___ Given records

//! AMQP (RabbitMQ) broker link
//!
//! One connection with one confirm-enabled channel. The exchange is declared
//! durable on connect; messages are persistent and published `mandatory` so an
//! unroutable message comes back as a rejection instead of vanishing.

use crate::infra::config::Config;
use crate::io::broker::{BrokerChannel, BrokerConnector, ChannelError};
use async_trait::async_trait;
use lapin::options::{BasicPublishOptions, ConfirmSelectOptions, ExchangeDeclareOptions};
use lapin::publisher_confirm::Confirmation;
use lapin::types::FieldTable;
use lapin::{BasicProperties, Channel, Connection, ConnectionProperties, ExchangeKind};
use std::sync::Arc;
use time::OffsetDateTime;
use tracing::{debug, info, warn};
use uuid::Uuid;

const CONTENT_TYPE: &str = "application/json";
const DELIVERY_MODE_PERSISTENT: u8 = 2;

/// Where and how to publish
#[derive(Debug, Clone)]
pub struct AmqpConfig {
    pub url: String,
    pub exchange: String,
    pub exchange_type: String,
    pub routing_key: String,
}

impl AmqpConfig {
    pub fn from_config(config: &Config) -> Self {
        Self {
            url: config.rabbitmq_url().to_string(),
            exchange: config.rabbitmq_exchange().to_string(),
            exchange_type: config.rabbitmq_exchange_type().to_string(),
            routing_key: config.rabbitmq_routing_key().to_string(),
        }
    }
}

fn exchange_kind(name: &str) -> ExchangeKind {
    match name.to_ascii_lowercase().as_str() {
        "direct" => ExchangeKind::Direct,
        "fanout" => ExchangeKind::Fanout,
        "topic" => ExchangeKind::Topic,
        "headers" => ExchangeKind::Headers,
        _ => ExchangeKind::Custom(name.to_string()),
    }
}

/// Refusals by the broker or encoding failures are final; everything else is a link problem.
fn classify(e: lapin::Error) -> ChannelError {
    match e {
        lapin::Error::ProtocolError(_)
        | lapin::Error::SerialisationError(_)
        | lapin::Error::ParsingError(_) => ChannelError::Rejected(e.to_string()),
        _ => ChannelError::Transient(e.to_string()),
    }
}

fn classify_connect(e: lapin::Error) -> ChannelError {
    ChannelError::Transient(e.to_string())
}

pub struct AmqpConnector {
    config: AmqpConfig,
}

impl AmqpConnector {
    pub fn new(config: AmqpConfig) -> Self {
        Self { config }
    }
}

#[async_trait]
impl BrokerConnector for AmqpConnector {
    async fn connect(&self) -> Result<Arc<dyn BrokerChannel>, ChannelError> {
        let connection = Connection::connect(&self.config.url, ConnectionProperties::default())
            .await
            .map_err(classify_connect)?;

        let channel = connection.create_channel().await.map_err(classify_connect)?;

        channel
            .confirm_select(ConfirmSelectOptions::default())
            .await
            .map_err(classify_connect)?;

        // A refused declaration closes the channel, so it counts as a link failure
        channel
            .exchange_declare(
                &self.config.exchange,
                exchange_kind(&self.config.exchange_type),
                ExchangeDeclareOptions { durable: true, ..Default::default() },
                FieldTable::default(),
            )
            .await
            .map_err(classify_connect)?;

        info!(
            exchange = %self.config.exchange,
            exchange_type = %self.config.exchange_type,
            routing_key = %self.config.routing_key,
            channel_id = %channel.id(),
            "amqp_connected"
        );

        Ok(Arc::new(AmqpChannel {
            connection,
            channel,
            exchange: self.config.exchange.clone(),
            routing_key: self.config.routing_key.clone(),
        }))
    }
}

pub struct AmqpChannel {
    connection: Connection,
    channel: Channel,
    exchange: String,
    routing_key: String,
}

#[async_trait]
impl BrokerChannel for AmqpChannel {
    async fn publish(&self, payload: &[u8]) -> Result<(), ChannelError> {
        let message_id = Uuid::now_v7().to_string();
        let properties = BasicProperties::default()
            .with_content_type(CONTENT_TYPE.into())
            .with_delivery_mode(DELIVERY_MODE_PERSISTENT)
            .with_message_id(message_id.clone().into())
            .with_timestamp(OffsetDateTime::now_utc().unix_timestamp().max(0) as u64);

        let confirm = self
            .channel
            .basic_publish(
                &self.exchange,
                &self.routing_key,
                BasicPublishOptions { mandatory: true, ..Default::default() },
                payload,
                properties,
            )
            .await
            .map_err(classify)?;

        match confirm.await.map_err(classify)? {
            Confirmation::Ack(None) => {
                debug!(message_id = %message_id, bytes = payload.len(), "amqp_publish_confirmed");
                Ok(())
            }
            Confirmation::Ack(Some(returned)) => {
                warn!(
                    message_id = %message_id,
                    reply_code = %returned.reply_code,
                    reply_text = %returned.reply_text.as_str(),
                    "amqp_message_returned"
                );
                Err(ChannelError::Rejected(format!(
                    "unroutable: {} {}",
                    returned.reply_code,
                    returned.reply_text.as_str()
                )))
            }
            Confirmation::Nack(_) => Err(ChannelError::Rejected("nacked by broker".to_string())),
            Confirmation::NotRequested => {
                Err(ChannelError::Transient("publisher confirms not active".to_string()))
            }
        }
    }

    async fn close(&self) {
        if let Err(e) = self.channel.close(200, "closing").await {
            debug!(error = %e, "amqp_channel_close_failed");
        }
        if let Err(e) = self.connection.close(200, "closing").await {
            debug!(error = %e, "amqp_connection_close_failed");
        }
        info!("amqp_connection_closed");
    }
}

#[cfg(test)]
mod tests {
    use super::*;

    #[test]
    fn test_exchange_kind() {
        assert!(matches!(exchange_kind("topic"), ExchangeKind::Topic));
        assert!(matches!(exchange_kind("Direct"), ExchangeKind::Direct));
        assert!(matches!(exchange_kind("fanout"), ExchangeKind::Fanout));
        assert!(matches!(exchange_kind("headers"), ExchangeKind::Headers));
        assert!(matches!(exchange_kind("x-delayed-message"), ExchangeKind::Custom(name) if name == "x-delayed-message"));
    }

    #[test]
    fn test_classify_io_error_is_transient() {
        let io = std::io::Error::new(std::io::ErrorKind::ConnectionReset, "reset");
        let err = classify(lapin::Error::IOError(Arc::new(io)));
        assert!(matches!(err, ChannelError::Transient(_)));
        assert!(matches!(classify(lapin::Error::MissingHeartbeatError), ChannelError::Transient(_)));
    }

    #[test]
    fn test_amqp_config_from_config() {
        let config = Config::default();
        let amqp = AmqpConfig::from_config(&config);
        assert_eq!(amqp.exchange, "its.events");
        assert_eq!(amqp.routing_key, "its.event");
    }
}
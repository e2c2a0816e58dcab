//! IO modules - external system interfaces
//!
//! - `broker` - Broker link seam (`BrokerConnector`, `BrokerChannel`)
//! - `amqp` - RabbitMQ implementation of the broker seam
//! - `publisher` - Shared publisher with retry, reconnect and deadlines
//! - `digest` - HTTP digest authentication
//! - `dahua` - Barrier controller client (openDoor)
//! - `http_api` - Inbound HTTP routes, health and Prometheus metrics

pub mod amqp;
pub mod broker;
pub mod dahua;
pub mod digest;
pub mod http_api;
pub mod publisher;

// Re-export commonly used types
pub use amqp::{AmqpConfig, AmqpConnector};
pub use broker::{BrokerChannel, BrokerConnector, ChannelError};
pub use dahua::{BarrierActuator, DahuaClient, DeviceError, GateError};
pub use http_api::{serve, AppState};
pub use publisher::{PublishError, Publisher, RetryPolicy};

______

About this exercise. Reproduce exactly, please, only the lines from the start of the data above to the line that contains "use std::sync::Arc;", with both ends kept.

Result.
//! AMQP (RabbitMQ) broker link
//!
//! One connection with one confirm-enabled channel. The exchange is declared
//! durable on connect; messages are persistent and published `mandatory` so an
//! unroutable message comes back as a rejection instead of vanishing.

use crate::infra::config::Config;
use crate::io::broker::{BrokerChannel, BrokerConnector, ChannelError};
use async_trait::async_trait;
use lapin::options::{BasicPublishOptions, ConfirmSelectOptions, ExchangeDeclareOptions};
use lapin::publisher_confirm::Confirmation;
use lapin::types::FieldTable;
use lapin::{BasicProperties, Channel, Connection, ConnectionProperties, ExchangeKind};
use std::sync::Arc;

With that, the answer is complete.